This collector's edition box set includes six of McElwee's best films, four of them never before available on DVD.
Titles included:
Charleen
59 minutes, color, 1978
One month in the life of Charleen Swansea, North Carolina poet, mother, beloved
teacher, eccentric, romantic, and complex star of McElwee's Sherman's March.
"Charleen is an irresistible force caught beautifully on the run." - The New York Times
Backyard
40 minutes, color, 1984
The result of McElwee turning his camera on his family and their neighbors,
the film is a humorous and poignant look at odd moments in a genteel Southern
town.
"Backyard is equal parts Samuel Beckett, Jean-Luc Godard and Werner Herzog."
- Boston Globe
Sherman's March
155 minutes, color, 1986
Chosen by the Library of Congress as a "historically significant American
motion picture," Sherman's March, one of the first high grossing documentaries
ever, is “an autobiographic quest for true romance: filmmaker Ross McElwee,
camera in hand and eros on his mind after an old girlfriend deserts him, trains
his lens with phallic resolve on every accessible women he meets along the original
route of General Sherman's Civil War March" (Pat Graham, Chicago Reader's
Circle).
"A wonderfully goofy movie!" - The New
York Times
Time Indefinite
117 minutes, color, 1993
McElwee, Charleen Swansea, and several other memorable characters you met in
Sherman's March invite you to pick up their story in Time Indefinite, McElwee's
hilariously profound sequel to his much-beloved, critically acclaimed hit.

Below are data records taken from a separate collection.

// Copyright (c) 2025 Jonathan Fontanez
// SPDX-License-Identifier: BUSL-1.1

//! GStreamer engine. The assembled graph is rendered to a launch description
//! and parsed into one pipeline; the inference sink's streaming thread runs
//! the sample handler.
//!
//! End-of-stream is taken from the inference sink, not the bus. A mixer fed
//! by the live overlay appsrc never drains, so the pipeline itself would not
//! post EOS in display mode.

use std::sync::Arc;
use std::time::Duration;

use crossbeam_channel::{Receiver, Sender};
use gstreamer as gst;
use gstreamer::prelude::*;
use gstreamer_app as gst_app;

use super::{
    BranchPlan, Endpoints, Engine, EngineEvent, EngineStats, FrameSequencer, OverlaySlot,
    OverlayTarget, Sample, SampleFlow, SampleHandler, StatsCounters,
};
use crate::core::error::{Result, StreamError};
use crate::core::graph::Graph;
use crate::core::layout::Size;
use crate::core::overlay::OverlayDocument;

struct GstOverlay {
    slot: OverlaySlot,
    appsrc: gst_app::AppSrc,
}

impl OverlayTarget for GstOverlay {
    fn publish(&self, document: Arc<OverlayDocument>) -> Result<()> {
        let buffer = gst::Buffer::from_slice(document.to_bytes());
        self.appsrc
            .push_buffer(buffer)
            .map_err(|e| StreamError::Engine(format!("overlay push failed: {:?}", e)))?;
        self.slot.swap(document);
        Ok(())
    }

    fn current(&self) -> Option<Arc<OverlayDocument>> {
        self.slot.current()
    }
}

#[derive(Default)]
pub struct GstEngine {
    pipeline: Option<gst::Pipeline>,
    overlay: Option<Arc<GstOverlay>>,
    events: Option<Receiver<EngineEvent>>,
    stats: Arc<StatsCounters>,
}

impl GstEngine {
    pub fn new() -> Result<Self> {
        gst::init().map_err(|e| StreamError::Engine(format!("GStreamer init failed: {}", e)))?;
        Ok(Self::default())
    }

    fn pending_event(&self) -> Option<EngineEvent> {
        self.events.as_ref()?.try_recv().ok()
    }

    fn pipeline(&self) -> Result<&gst::Pipeline> {
        self.pipeline
            .as_ref()
            .ok_or_else(|| StreamError::State("GStreamer pipeline not prepared".into()))
    }
}

fn to_sample(sample: &gst::Sample, sequencer: &mut FrameSequencer) -> Option<Sample> {
    let buffer = sample.buffer()?;
    let caps = sample.caps()?;
    let structure = caps.structure(0)?;
    let width = structure.get::<i32>("width").ok()?;
    let height = structure.get::<i32>("height").ok()?;
    let format = structure.get::<&str>("format").unwrap_or("RGB").to_string();
    let map = buffer.map_readable().ok()?;
    let pts = buffer.pts().map(|t| Duration::from_nanos(t.nseconds()));

    Some(Sample {
        data: bytes::Bytes::copy_from_slice(map.as_slice()),
        size: Size::new(width.max(0) as u32, height.max(0) as u32),
        format,
        sequence: sequencer.next(pts),
        pts,
    })
}

/// Appsink `eos` callback: report end-of-stream once the inference branch
/// has drained.
fn end_of_stream_relay(events: Sender<EngineEvent>) -> impl FnMut(&gst_app::AppSink) + Send + 'static {
    move |_sink| {
        tracing::debug!("Inference sink reached end-of-stream");
        let _ = events.send(EngineEvent::EndOfStream);
    }
}

impl Engine for GstEngine {
    fn name(&self) -> &str {
        "gstreamer"
    }

    fn prepare(&mut self, graph: &Graph, endpoints: &Endpoints, mut handler: SampleHandler) -> Result<()> {
        if self.pipeline.is_some() {
            return Err(StreamError::State("GStreamer pipeline already prepared".into()));
        }
        let plan = BranchPlan::resolve(graph, endpoints)?;

        let description = graph.to_launch_description();
        tracing::debug!("gst-launch: {}", description);

        let pipeline = gst::parse::launch(&description)
            .map_err(|e| StreamError::Engine(format!("Failed to parse pipeline: {}", e)))?
            .downcast::<gst::Pipeline>()
            .map_err(|_| StreamError::Engine("Launch description is not a pipeline".into()))?;

        let sink_name = &graph.node(plan.sink).label;
        let appsink = pipeline
            .by_name(sink_name)
            .and_then(|element| element.downcast::<gst_app::AppSink>().ok())
            .ok_or_else(|| StreamError::Engine(format!("'{}' is not an appsink", sink_name)))?;

        let stats = Arc::clone(&self.stats);
        let mut sequencer = FrameSequencer::new(plan.frame_interval);
        let (events_tx, events_rx) = crossbeam_channel::unbounded();
        appsink.set_callbacks(
            gst_app::AppSinkCallbacks::builder()
                .new_sample(move |sink| {
                    let sample = sink.pull_sample().map_err(|_| gst::FlowError::Eos)?;
                    let Some(sample) = to_sample(&sample, &mut sequencer) else {
                        tracing::warn!("Dropping sample without video caps");
                        return Ok(gst::FlowSuccess::Ok);
                    };
                    StatsCounters::bump(&stats.delivered);
                    match handler(sample) {
                        SampleFlow::Continue => Ok(gst::FlowSuccess::Ok),
                        SampleFlow::Halt => Err(gst::FlowError::Eos),
                    }
                })
                .eos(end_of_stream_relay(events_tx))
                .build(),
        );

        if let Some(id) = plan.overlay_source {
            let name = &graph.node(id).label;
            let appsrc = pipeline
                .by_name(name)
                .and_then(|element| element.downcast::<gst_app::AppSrc>().ok())
                .ok_or_else(|| StreamError::Engine(format!("'{}' is not an appsrc", name)))?;
            self.overlay = Some(Arc::new(GstOverlay {
                slot: OverlaySlot::new(),
                appsrc,
            }));
        }

        self.pipeline = Some(pipeline);
        self.events = Some(events_rx);
        Ok(())
    }

    fn play(&mut self) -> Result<()> {
        self.pipeline()?
            .set_state(gst::State::Playing)
            .map_err(|e| StreamError::Engine(format!("Failed to start pipeline: {}", e)))?;
        tracing::info!("GStreamer pipeline playing");
        Ok(())
    }

    fn poll_event(&mut self, timeout: Duration) -> Option<EngineEvent> {
        if let Some(event) = self.pending_event() {
            return Some(event);
        }
        let bus = self.pipeline.as_ref()?.bus()?;
        let Some(message) = bus.timed_pop(gst::ClockTime::from_nseconds(timeout.as_nanos() as u64))
        else {
            return self.pending_event();
        };
        let source = message
            .src()
            .map(|s| s.path_string().to_string())
            .unwrap_or_default();
        match message.view() {
            gst::MessageView::Eos(..) => {
                tracing::debug!("Pipeline EOS (already reported by the inference sink)");
                self.pending_event()
            }
            gst::MessageView::Error(err) => {
                let mut message = err.error().to_string();
                if let Some(debug) = err.debug() {
                    message = format!("{} ({})", message, debug);
                }
                Some(EngineEvent::Error { source, message })
            }
            gst::MessageView::Warning(warning) => Some(EngineEvent::Warning {
                source,
                message: warning.error().to_string(),
            }),
            _ => self.pending_event(),
        }
    }

    fn rewind(&mut self) -> Result<()> {
        self.pipeline()?
            .seek_simple(gst::SeekFlags::FLUSH | gst::SeekFlags::KEY_UNIT, gst::ClockTime::ZERO)
            .map_err(|e| StreamError::Engine(format!("Rewind failed: {}", e)))
    }

    fn overlay_target(&self) -> Option<Arc<dyn OverlayTarget>> {
        self.overlay
            .clone()
            .map(|overlay| overlay as Arc<dyn OverlayTarget>)
    }

    fn stats(&self) -> EngineStats {
        self.stats.snapshot()
    }

    fn shutdown(&mut self) -> Result<()> {
        self.overlay = None;
        self.events = None;
        if let Some(pipeline) = self.pipeline.take() {
            pipeline
                .set_state(gst::State::Null)
                .map_err(|e| StreamError::Engine(format!("Failed to stop pipeline: {}", e)))?;
            tracing::info!("GStreamer pipeline stopped");
        }
        Ok(())
    }
}

impl Drop for GstEngine {
    fn drop(&mut self) {
        let _ = self.shutdown();
    }
}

"The best film of the year! Glorious! A sequel that eclipses his cult hit
Sherman's March. Profoundly stirring, bittersweet and uplifting!" - Washington
Post
Six O'Clock News
103 minutes, color, 1997
Made after McElwee becomes a father and finds himself at home watching a lot
more TV, he becomes obsessed with the nightly tales of calamity reported on
by the local news.
"Another disarming, quirky cinematic journal from Ross McElwee." - The New
York Times
Bright Leaves
105 minutes, color, 2004
McElwee family legend has it that the Hollywood melodrama Bright Leaf starring
Gary Cooper as a 19th century tobacco grower, is based on McElwee's great-grandfather
who created the famous "Bull Durham” brand. Using this legacy as
a jumping off point, McElwee reaches back to his roots in this wry, witty rumination
on American History, the tobacco business, and the myth of cinema.

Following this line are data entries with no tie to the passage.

// Copyright (c) 2025 Jonathan Fontanez
// SPDX-License-Identifier: BUSL-1.1

use petgraph::algo::toposort;

use super::graph::Graph;
use crate::core::error::GraphBuildError;

/// Validate graph structure
pub fn validate_graph(graph: &Graph) -> Result<(), GraphBuildError> {
    if graph.nodes().is_empty() {
        return Err(GraphBuildError::EmptyPipeline);
    }

    // Check for cycles
    let topology = graph.to_petgraph();
    if let Err(cycle) = toposort(&topology, None) {
        let id = topology[cycle.node_id()];
        return Err(GraphBuildError::Cycle {
            stage: graph.node(id).label.clone(),
        });
    }

    for node in graph.nodes() {
        let outputs = graph.outputs(node.id).len();
        if node.is_sink() && outputs > 0 {
            return Err(GraphBuildError::SinkHasOutput {
                stage: node.label.clone(),
            });
        }
        if node.is_source() && !graph.inputs(node.id).is_empty() {
            return Err(GraphBuildError::SourceHasInput {
                stage: node.label.clone(),
            });
        }
        let splits = node.stage().is_some_and(|stage| stage.is_tee());
        if outputs > 1 && !splits {
            return Err(GraphBuildError::MultipleOutputs {
                stage: node.label.clone(),
                outputs,
            });
        }
        if !node.is_sink() && outputs == 0 {
            return Err(GraphBuildError::DanglingOutput {
                stage: node.label.clone(),
            });
        }
        if !node.is_source() && graph.inputs(node.id).is_empty() {
            return Err(GraphBuildError::UnfedInput {
                stage: node.label.clone(),
            });
        }
    }

    Ok(())
}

"Brilliantly amusing. . . just sings along!" - Washington Post
"An American humorist in a tradition from Mark Twain
through Garrison Keillor." - The New York Times
"For the past twenty-five years, Ross McElwee has given new meaning and flair
to first-person non-fiction cinema. Always wise and irreverent, ever the unreliable narrator, McElwee makes the grandest themes of human comedy his artistic province:
love and death, chance and fate, memory and denial, the marvelous and the appalling." - The Museum of Modern Art
"McElwee paved the way for Michael Moore and Morgan
Spurlock." - San Francisco Chronicle
"Accept no imitations: A film by Ross McElwee could be made by no other.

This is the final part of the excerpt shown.